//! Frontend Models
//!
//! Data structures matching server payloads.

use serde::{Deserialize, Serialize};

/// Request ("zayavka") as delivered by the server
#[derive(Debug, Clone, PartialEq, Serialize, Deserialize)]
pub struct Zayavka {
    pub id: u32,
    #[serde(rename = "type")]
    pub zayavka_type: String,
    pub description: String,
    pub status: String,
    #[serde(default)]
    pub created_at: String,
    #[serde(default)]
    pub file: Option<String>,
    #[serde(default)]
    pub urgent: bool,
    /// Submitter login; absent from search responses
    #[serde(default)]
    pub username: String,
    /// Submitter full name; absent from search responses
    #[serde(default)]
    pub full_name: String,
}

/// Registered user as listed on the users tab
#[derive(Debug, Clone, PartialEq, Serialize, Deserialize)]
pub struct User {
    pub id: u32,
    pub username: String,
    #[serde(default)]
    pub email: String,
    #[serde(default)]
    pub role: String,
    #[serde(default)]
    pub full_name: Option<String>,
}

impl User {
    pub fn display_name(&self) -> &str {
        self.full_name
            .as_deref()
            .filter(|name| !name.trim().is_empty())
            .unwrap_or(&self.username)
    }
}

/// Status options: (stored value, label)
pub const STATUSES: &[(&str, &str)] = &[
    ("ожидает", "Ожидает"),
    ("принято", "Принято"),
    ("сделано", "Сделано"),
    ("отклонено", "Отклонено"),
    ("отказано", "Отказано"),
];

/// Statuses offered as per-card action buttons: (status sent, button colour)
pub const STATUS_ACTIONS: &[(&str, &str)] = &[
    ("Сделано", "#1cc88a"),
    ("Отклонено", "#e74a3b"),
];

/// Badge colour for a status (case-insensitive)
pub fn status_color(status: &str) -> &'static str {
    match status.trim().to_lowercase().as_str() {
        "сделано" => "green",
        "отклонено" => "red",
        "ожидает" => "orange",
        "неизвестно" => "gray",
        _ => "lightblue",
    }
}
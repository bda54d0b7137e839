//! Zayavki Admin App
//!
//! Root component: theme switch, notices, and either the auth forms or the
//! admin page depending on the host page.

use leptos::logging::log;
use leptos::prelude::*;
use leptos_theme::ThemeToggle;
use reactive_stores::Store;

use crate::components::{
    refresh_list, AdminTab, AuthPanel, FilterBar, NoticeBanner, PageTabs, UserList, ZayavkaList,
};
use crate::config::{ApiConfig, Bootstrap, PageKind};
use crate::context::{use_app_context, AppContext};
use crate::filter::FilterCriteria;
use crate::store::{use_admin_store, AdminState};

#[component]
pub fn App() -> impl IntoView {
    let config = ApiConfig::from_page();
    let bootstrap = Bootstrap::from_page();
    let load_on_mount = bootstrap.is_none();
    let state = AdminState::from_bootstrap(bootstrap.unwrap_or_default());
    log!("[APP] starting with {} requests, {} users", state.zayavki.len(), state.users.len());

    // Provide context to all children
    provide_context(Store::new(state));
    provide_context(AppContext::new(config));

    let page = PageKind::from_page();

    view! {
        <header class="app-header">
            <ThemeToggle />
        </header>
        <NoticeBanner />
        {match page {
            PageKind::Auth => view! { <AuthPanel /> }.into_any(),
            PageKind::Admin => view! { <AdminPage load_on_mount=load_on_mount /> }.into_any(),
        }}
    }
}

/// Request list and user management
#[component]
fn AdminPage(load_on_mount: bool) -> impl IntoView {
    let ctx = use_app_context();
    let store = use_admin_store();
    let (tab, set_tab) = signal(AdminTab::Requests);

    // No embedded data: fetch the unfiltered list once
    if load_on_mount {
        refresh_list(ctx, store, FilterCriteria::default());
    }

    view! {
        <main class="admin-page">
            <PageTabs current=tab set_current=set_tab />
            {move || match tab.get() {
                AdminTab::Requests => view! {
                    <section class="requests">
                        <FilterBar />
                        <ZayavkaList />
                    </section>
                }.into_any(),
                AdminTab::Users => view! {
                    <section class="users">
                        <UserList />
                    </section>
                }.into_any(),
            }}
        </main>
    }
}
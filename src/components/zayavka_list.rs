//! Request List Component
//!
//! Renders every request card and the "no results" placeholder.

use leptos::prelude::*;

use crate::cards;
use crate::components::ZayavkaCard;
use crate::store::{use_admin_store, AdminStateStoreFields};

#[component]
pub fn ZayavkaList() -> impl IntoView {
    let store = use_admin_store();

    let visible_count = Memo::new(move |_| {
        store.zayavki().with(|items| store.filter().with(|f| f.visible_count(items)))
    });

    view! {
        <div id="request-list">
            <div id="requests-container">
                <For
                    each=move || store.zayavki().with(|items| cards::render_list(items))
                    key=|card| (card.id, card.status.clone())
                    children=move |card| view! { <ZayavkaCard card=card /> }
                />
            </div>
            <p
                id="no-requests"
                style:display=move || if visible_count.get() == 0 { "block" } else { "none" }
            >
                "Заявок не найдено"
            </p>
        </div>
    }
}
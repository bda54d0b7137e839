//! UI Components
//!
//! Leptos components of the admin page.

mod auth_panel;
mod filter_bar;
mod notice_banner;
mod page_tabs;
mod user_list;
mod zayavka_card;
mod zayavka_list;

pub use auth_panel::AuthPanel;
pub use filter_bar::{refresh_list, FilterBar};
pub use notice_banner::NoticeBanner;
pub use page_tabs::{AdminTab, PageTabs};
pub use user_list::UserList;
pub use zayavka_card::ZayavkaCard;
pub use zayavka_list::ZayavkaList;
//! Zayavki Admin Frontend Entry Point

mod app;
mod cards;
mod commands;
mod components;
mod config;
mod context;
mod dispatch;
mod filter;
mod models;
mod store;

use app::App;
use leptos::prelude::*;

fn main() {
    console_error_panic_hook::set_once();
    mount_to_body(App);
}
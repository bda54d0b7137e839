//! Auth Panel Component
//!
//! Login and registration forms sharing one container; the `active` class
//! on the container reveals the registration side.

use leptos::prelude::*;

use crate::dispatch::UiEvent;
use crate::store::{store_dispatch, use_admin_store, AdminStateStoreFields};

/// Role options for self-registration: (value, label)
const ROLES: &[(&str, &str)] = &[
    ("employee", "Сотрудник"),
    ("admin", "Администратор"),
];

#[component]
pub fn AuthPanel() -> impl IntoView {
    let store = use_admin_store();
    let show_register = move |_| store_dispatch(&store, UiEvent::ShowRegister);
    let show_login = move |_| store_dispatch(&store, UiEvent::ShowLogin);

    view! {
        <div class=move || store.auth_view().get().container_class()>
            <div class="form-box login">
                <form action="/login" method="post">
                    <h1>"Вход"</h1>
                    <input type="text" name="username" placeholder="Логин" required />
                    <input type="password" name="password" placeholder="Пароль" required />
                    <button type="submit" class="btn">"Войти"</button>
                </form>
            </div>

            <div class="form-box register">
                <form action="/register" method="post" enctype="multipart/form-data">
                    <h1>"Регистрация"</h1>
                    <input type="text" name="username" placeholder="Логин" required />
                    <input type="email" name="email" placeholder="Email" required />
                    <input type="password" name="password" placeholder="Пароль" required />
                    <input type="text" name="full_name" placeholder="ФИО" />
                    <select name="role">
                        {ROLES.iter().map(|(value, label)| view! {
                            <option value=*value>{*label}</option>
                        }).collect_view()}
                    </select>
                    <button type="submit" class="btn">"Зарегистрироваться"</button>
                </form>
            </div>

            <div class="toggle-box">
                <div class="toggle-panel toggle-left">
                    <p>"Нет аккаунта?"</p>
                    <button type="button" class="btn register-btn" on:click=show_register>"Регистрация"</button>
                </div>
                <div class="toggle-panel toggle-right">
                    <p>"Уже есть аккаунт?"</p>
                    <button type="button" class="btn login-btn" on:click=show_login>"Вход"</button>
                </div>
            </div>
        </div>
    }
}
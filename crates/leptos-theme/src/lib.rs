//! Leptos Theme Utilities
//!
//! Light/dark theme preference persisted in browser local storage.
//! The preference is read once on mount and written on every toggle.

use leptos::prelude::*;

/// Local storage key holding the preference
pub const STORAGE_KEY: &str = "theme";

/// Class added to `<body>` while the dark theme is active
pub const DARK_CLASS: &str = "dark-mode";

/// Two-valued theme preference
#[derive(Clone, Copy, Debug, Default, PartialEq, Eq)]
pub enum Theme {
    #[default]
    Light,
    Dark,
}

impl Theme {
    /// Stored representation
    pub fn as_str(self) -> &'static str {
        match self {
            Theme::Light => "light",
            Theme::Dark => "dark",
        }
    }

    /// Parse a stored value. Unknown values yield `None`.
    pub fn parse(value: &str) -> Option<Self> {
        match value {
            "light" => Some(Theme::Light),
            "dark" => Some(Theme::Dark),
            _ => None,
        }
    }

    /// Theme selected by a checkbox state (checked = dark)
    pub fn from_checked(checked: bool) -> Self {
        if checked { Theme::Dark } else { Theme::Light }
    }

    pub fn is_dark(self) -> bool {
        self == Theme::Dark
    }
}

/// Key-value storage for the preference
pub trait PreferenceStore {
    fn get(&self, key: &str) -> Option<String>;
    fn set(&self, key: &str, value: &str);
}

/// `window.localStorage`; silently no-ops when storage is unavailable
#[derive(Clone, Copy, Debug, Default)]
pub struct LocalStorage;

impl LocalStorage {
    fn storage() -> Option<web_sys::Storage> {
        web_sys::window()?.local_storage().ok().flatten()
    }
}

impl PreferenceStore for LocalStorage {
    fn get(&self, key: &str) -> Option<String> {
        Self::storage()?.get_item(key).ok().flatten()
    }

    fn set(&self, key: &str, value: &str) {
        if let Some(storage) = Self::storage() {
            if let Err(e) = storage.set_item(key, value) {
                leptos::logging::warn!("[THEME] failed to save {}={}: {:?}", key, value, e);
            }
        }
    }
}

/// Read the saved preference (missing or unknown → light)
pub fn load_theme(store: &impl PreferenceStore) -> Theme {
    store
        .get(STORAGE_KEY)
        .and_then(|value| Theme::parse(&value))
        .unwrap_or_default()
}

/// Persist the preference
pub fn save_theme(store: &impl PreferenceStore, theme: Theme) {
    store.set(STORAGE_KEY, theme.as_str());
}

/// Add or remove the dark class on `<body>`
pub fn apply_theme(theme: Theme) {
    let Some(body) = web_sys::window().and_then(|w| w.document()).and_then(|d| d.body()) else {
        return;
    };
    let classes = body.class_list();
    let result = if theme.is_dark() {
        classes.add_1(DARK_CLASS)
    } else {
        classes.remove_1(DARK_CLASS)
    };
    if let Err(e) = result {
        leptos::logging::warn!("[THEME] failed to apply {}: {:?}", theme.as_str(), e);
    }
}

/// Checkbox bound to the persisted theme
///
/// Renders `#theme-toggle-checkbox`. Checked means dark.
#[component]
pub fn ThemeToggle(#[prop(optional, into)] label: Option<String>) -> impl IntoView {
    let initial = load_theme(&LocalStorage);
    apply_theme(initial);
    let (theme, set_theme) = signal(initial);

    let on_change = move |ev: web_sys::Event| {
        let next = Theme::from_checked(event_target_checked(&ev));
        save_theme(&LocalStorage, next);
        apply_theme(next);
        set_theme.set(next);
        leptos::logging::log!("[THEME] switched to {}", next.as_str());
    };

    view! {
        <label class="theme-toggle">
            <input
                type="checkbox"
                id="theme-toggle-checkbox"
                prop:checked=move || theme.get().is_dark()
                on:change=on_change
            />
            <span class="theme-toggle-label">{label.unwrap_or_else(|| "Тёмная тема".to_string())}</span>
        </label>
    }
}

☆ ☆ ☆ ☆

What is wanted is one number: how many lines in the listing hold the string "PageKind".

Solution to this exercise:
4